Action Item: If you are reaching out to family, please understand the support they give you will be funneled through the lens of their past experiences and current ideals they have about you. There are times in our lives when we need a space to be open and discuss issues and receive objective feedback. This is completely ok and does not mean that we love our family any less.

Accessibility

We all know the feeling when you call someone and the phone rings and rings. It can be especially hurtful when you are in desperate need to connect with that person. What I often hear from individuals who are struggling with mental health issues is that they feel alone, they are the only one dealing with their issues, and no one cares. It takes strength to be willing to reach out to a love one for help and share that you are struggling with an issue. It can be equally as lonely and hurtful when that person is unavailable or disconnected from the conversation.

A common issue that I’ve seen when people reach out for help is that their loved ones do not understand when they need a listening ear versus when they need solutions to the problem. As a parent, I understand the desire to make your child feel better and take their pain away. This can result in quickly rushing to the problem-solving phase rather than taking time to listen to what the person is saying, understanding their thoughts and emotions, and allowing them to share the kind of support they need.

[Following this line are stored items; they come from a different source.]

use log::warn;
use opencv::core::Mat;
use opencv::highgui;
use opencv::prelude::*;

use crate::error::PlayerError;
use crate::media::RawFrame;
use crate::playback::Presenter;

/// ESC is the only cancel input.
const CANCEL_KEY: i32 = 0x1b;

/// Display window backed by OpenCV's highgui.
///
/// The window is created once at setup and destroyed on drop, so it is
/// released on every exit path including cancellation and fatal errors.
pub struct VideoWindow {
    title: String,
}

impl VideoWindow {
    pub fn open(title: &str) -> Result<Self, PlayerError> {
        highgui::named_window(title, highgui::WINDOW_AUTOSIZE)
            .map_err(|err| PlayerError::setup("opening display window", err))?;

        Ok(Self {
            title: title.to_string(),
        })
    }
}

impl Presenter for VideoWindow {
    type Frame = RawFrame;

    /// Display one tightly packed BGR24 buffer. Display faults are logged
    /// and ignored; a rendering hiccup never aborts the session.
    fn present(&mut self, frame: &RawFrame) -> Result<(), PlayerError> {
        match Mat::from_slice(&frame.data) {
            Ok(flat) => match flat.reshape(3, frame.height as i32) {
                Ok(bgr) => {
                    if let Err(err) = highgui::imshow(&self.title, &bgr) {
                        warn!("imshow failed: {err}");
                    }
                }
                Err(err) => warn!("frame reshape failed: {err}"),
            },
            Err(err) => warn!("frame wrap failed: {err}"),
        }

        Ok(())
    }

    fn poll_cancel(&mut self) -> bool {
        match highgui::wait_key(1) {
            Ok(key) => key == CANCEL_KEY,
            Err(err) => {
                warn!("wait_key failed: {err}");
                false
            }
        }
    }
}

impl Drop for VideoWindow {
    fn drop(&mut self) {
        let _ = highgui::destroy_window(&self.title);
    }
}
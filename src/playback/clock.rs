//! Wall-clock pacing for presentation timestamps.

use std::thread;
use std::time::{Duration, Instant};

use crate::media::Rational;

/// Maps a stream's PTS domain onto wall-clock time.
///
/// The anchor is the instant at which PTS 0 plays. It is recorded whenever a
/// zero or missing timestamp is observed, so a decoder that loses its
/// timestamps also restarts the pacing origin.
#[derive(Debug)]
pub struct PlaybackClock {
    time_base: Rational,
    anchor: Option<Instant>,
}

impl PlaybackClock {
    pub fn new(time_base: Rational) -> Self {
        Self {
            time_base,
            anchor: None,
        }
    }

    /// Compute the delay in microseconds before the frame carrying `pts`
    /// should be presented.
    ///
    /// `None` stands for a missing timestamp and behaves like zero: the
    /// clock re-anchors to now and no wait is requested. A negative return
    /// means playback is behind schedule; the caller treats it as "no wait".
    pub fn observe(&mut self, pts: Option<i64>) -> i64 {
        let pts = pts.unwrap_or(0);

        if pts == 0 {
            self.anchor = Some(Instant::now());
            return 0;
        }

        let target = self.pts_to_micros(pts);
        let now = Instant::now();

        let Some(anchor) = self.anchor else {
            // First observed PTS is non-zero: back-date the origin so this
            // frame presents immediately and later frames pace off it.
            self.anchor = now.checked_sub(Duration::from_micros(target.max(0) as u64));
            return 0;
        };

        let elapsed = now.duration_since(anchor).as_micros() as i64;
        target - elapsed
    }

    /// Block until the delay has elapsed; late frames return at once. There
    /// is no catch-up logic and no frame dropping.
    pub fn wait(&self, delay_us: i64) {
        if delay_us > 0 {
            thread::sleep(Duration::from_micros(delay_us as u64));
        }
    }

    /// Integer PTS-to-microseconds conversion. Multiplies before dividing so
    /// truncation stays consistent across the whole session; the i128
    /// intermediate keeps long sessions away from overflow.
    fn pts_to_micros(&self, pts: i64) -> i64 {
        let num = i128::from(self.time_base.num());
        let den = i128::from(self.time_base.den());
        (i128::from(pts) * 1_000_000 * num / den) as i64
    }
}
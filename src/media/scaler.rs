use ac_ffmpeg::codec::video::scaler::{Algorithm, VideoFrameScaler};
use ac_ffmpeg::codec::video::{self, VideoFrame};

use crate::error::PlayerError;
use crate::media::{DecodedFrame, MediaSource, RawFrame};
use crate::playback::FrameConverter;

/// Converts decoded frames into tightly packed BGR24 buffers for display.
///
/// Geometry is preserved; only the pixel layout changes. The packed output
/// frame is owned by the converter and reused across frames, so callers get
/// a borrowed view instead of a fresh allocation.
pub struct BgrConverter {
    scaler: VideoFrameScaler,
    out: RawFrame,
}

impl BgrConverter {
    pub fn from_source(source: &MediaSource) -> Result<Self, PlayerError> {
        let info = source.info();
        let target = video::frame::get_pixel_format("bgr24");

        let scaler = VideoFrameScaler::builder()
            .source_pixel_format(source.pixel_format())
            .source_width(info.width)
            .source_height(info.height)
            .target_pixel_format(target)
            .target_width(info.width)
            .target_height(info.height)
            .algorithm(Algorithm::Bicubic)
            .build()
            .map_err(|err| PlayerError::setup("creating pixel converter", err))?;

        Ok(Self {
            scaler,
            out: RawFrame {
                data: Vec::new(),
                width: info.width,
                height: info.height,
            },
        })
    }

    /// Scale one decoded frame and strip stride padding from the output.
    pub fn convert(&mut self, frame: &VideoFrame) -> Result<&RawFrame, PlayerError> {
        let scaled = self
            .scaler
            .scale(frame)
            .map_err(|err| PlayerError::playback(format!("converting frame: {err}")))?;

        let planes = scaled.planes();
        let row = self.out.width * 3;

        self.out.data.resize(row * self.out.height, 0);
        pack_rows(
            &mut self.out.data,
            planes[0].data(),
            planes[0].line_size(),
            row,
            self.out.height,
        );

        Ok(&self.out)
    }
}

impl FrameConverter for BgrConverter {
    type In = DecodedFrame;
    type Out = RawFrame;

    fn convert(&mut self, frame: &DecodedFrame) -> Result<&RawFrame, PlayerError> {
        BgrConverter::convert(self, &frame.frame)
    }
}

/// Copy `height` rows of `row` bytes from a stride-padded source into a
/// contiguous destination. A padding-free source is a single copy.
fn pack_rows(dst: &mut [u8], src: &[u8], stride: usize, row: usize, height: usize) {
    if stride == row && src.len() >= dst.len() {
        dst.copy_from_slice(&src[..row * height]);
        return;
    }

    for r in 0..height {
        dst[r * row..(r + 1) * row].copy_from_slice(&src[r * stride..r * stride + row]);
    }
}

#[cfg(test)]
mod tests {
    use super::pack_rows;

    #[test]
    fn pack_rows_copies_unpadded_source_in_one_shot() {
        let src: Vec<u8> = (0..12).collect();
        let mut dst = vec![0u8; 12];

        pack_rows(&mut dst, &src, 6, 6, 2);
        assert_eq!(dst, src);
    }

    #[test]
    fn pack_rows_strips_stride_padding() {
        // two rows of 4 payload bytes, each padded with 2 bytes
        let src = vec![1, 2, 3, 4, 9, 9, 5, 6, 7, 8, 9, 9];
        let mut dst = vec![0u8; 8];

        pack_rows(&mut dst, &src, 6, 4, 2);
        assert_eq!(dst, [1, 2, 3, 4, 5, 6, 7, 8]);
    }
}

Action Item: There can be a lot of frustration surrounding whether your support person is available and equipped to provide you what you need in a time of distress. Most often than not, families love each other and have the best intentions to be there when needed. It is ok to voice your concerns and needs to your family when they are available and equipped to be there for you. However, if you find yourself reaching out to a support person and they are not available, know that you are not alone. Allow yourself to find a support person outside of your family who is trained on how to properly address mental health issues and able to walk with you through your struggles.

In closing this post, I would like to offer some encouragement. Though your mom is not your therapist, she (or any other loved one) can still be someone who you seek for support and love. It is a blessing to see with every passing year how much more people are becoming comfortable with discussing mental health issues. I feel we each have a responsibility to start the conversation about the importance of mental health within our individual support systems. This begins with each of us becoming more comfortable with dealing with our own mental health.  You may go to your mom for a few home remedies when you are feeling sick but when things become more serious you seek qualified medical attention; we must have this same approach when it comes to our mental health. As a counselor and life coach, I will always advocate for utilizing mental health services to address your needs. I encourage you to find a safe and objective environment where someone will listen, support and help you to become the best version of yourself.